I see population growth being moderated by the only means shown to have worked thus far, sustained economic growth!

, And that growth just can't be coal fired end of story.

We are stuffed without oil? And stuffed in a plane without wings?

Well we can put a virtual plane without wings in a vacuum tunnel and fly on magnetic wings just under the speed of light and possible if a rail gun is the motive power.

We can make oil forever, by sucking Co2 directly from seawater and then through a series of compression and expansion phase, turn it into a liquid we can combine with hydrogen to create hydrocarbons.

We just didn't have too much difficulty in finding the odd 2.5 billion to build the odd power station, but are flat out like a lizard drinking, finding 200 mill, for a pilot project.

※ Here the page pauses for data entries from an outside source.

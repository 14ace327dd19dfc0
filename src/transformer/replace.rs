use crate::config::TransformationSpec;
use crate::error::{Error, Result};
use crate::evaluator::{Evaluator, Variables};
use crate::file::File;
use crate::pattern::FilePattern;

/// Replaces every occurrence of a literal pattern with a rendered template.
#[derive(Debug, Clone)]
pub struct TextReplacer {
    name: String,
    pattern: String,
    replacement_template: String,
    files: Vec<FilePattern>,
    replacement: Option<String>,
}

impl TextReplacer {
    pub fn new(spec: &TransformationSpec, pattern: &str, replacement: &str) -> Self {
        Self {
            name: spec.name.clone(),
            pattern: pattern.to_string(),
            replacement_template: replacement.to_string(),
            files: FilePattern::many(spec.files.iter().cloned()),
            replacement: None,
        }
    }

    pub fn name(&self) -> &str {
        &self.name
    }

    pub fn files(&self) -> &[FilePattern] {
        &self.files
    }

    pub fn replacement(&self) -> Option<&str> {
        self.replacement.as_deref()
    }

    /// Renders the replacement. The search pattern is never templated.
    pub fn bind(&mut self, evaluator: &dyn Evaluator, vars: &Variables) -> Result<()> {
        self.replacement = Some(evaluator.render_template(&self.replacement_template, vars)?);
        Ok(())
    }

    pub fn apply(&self, file: File) -> Result<File> {
        let replacement =
            self.replacement.as_deref().ok_or_else(|| Error::UnboundTransformerError(self.name.clone()))?;
        let contents = file.contents.replace(&self.pattern, replacement);
        Ok(file.with_contents(contents))
    }
}
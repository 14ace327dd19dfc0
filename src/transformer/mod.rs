//! Per-file transformers built from the `transformations` section of the transformations file.

use crate::config::{TransformationKind, TransformationSpec};
use crate::error::Result;
use crate::evaluator::{Evaluator, Variables};
use crate::file::File;
use crate::pattern::{any_matches, FilePattern};
use std::path::Path;

pub mod include;
pub mod replace;

pub use include::IncludeTransformer;
pub use replace::TextReplacer;

/// A transformation rule. Condition and template state is bound once per
/// run with [`Transformer::bind`], before any file is transformed.
#[derive(Debug, Clone)]
pub enum Transformer {
    Include(IncludeTransformer),
    Replace(TextReplacer),
}

impl Transformer {
    pub fn from_spec(spec: &TransformationSpec) -> Self {
        match &spec.kind {
            TransformationKind::Include { condition, region_marker } => {
                Self::Include(IncludeTransformer::new(spec, condition, region_marker.as_deref()))
            }
            TransformationKind::Replace { pattern, replacement } => {
                Self::Replace(TextReplacer::new(spec, pattern, replacement))
            }
        }
    }

    pub fn name(&self) -> &str {
        match self {
            Self::Include(t) => t.name(),
            Self::Replace(t) => t.name(),
        }
    }

    pub fn files(&self) -> &[FilePattern] {
        match self {
            Self::Include(t) => t.files(),
            Self::Replace(t) => t.files(),
        }
    }

    /// Whether the transformer applies to a path relative to the source root.
    pub fn applies_to<P: AsRef<Path>>(&self, relative_path: P) -> Result<bool> {
        any_matches(self.files(), relative_path)
    }

    pub fn bind(&mut self, evaluator: &dyn Evaluator, vars: &Variables) -> Result<()> {
        match self {
            Self::Include(t) => t.bind(evaluator, vars),
            Self::Replace(t) => t.bind(evaluator, vars),
        }
    }

    pub fn apply(&self, file: File) -> Result<File> {
        match self {
            Self::Include(t) => t.apply(file),
            Self::Replace(t) => t.apply(file),
        }
    }
}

All while burdened by Aussie super funds now in excess of two trillion.

Interestingly as fast as we suck copious Co2 from seawater, the atmosphere gives up a similar amount over time.

To sit there all doom and gloom, knowing that untried thing can't or won't work, is just giving up before the battle is engaged! And I'm no quitter!

There's is a world full of folk who also deserve their chance! And we should be wise enough to ensure they get it.

And unachievable if we all clutch the security blanket, while mouthing broken record rethoric, it can't be done.

Sadly, maybe Geoff is right, given leaders who know all the reasons it won't work and should never ever be tried?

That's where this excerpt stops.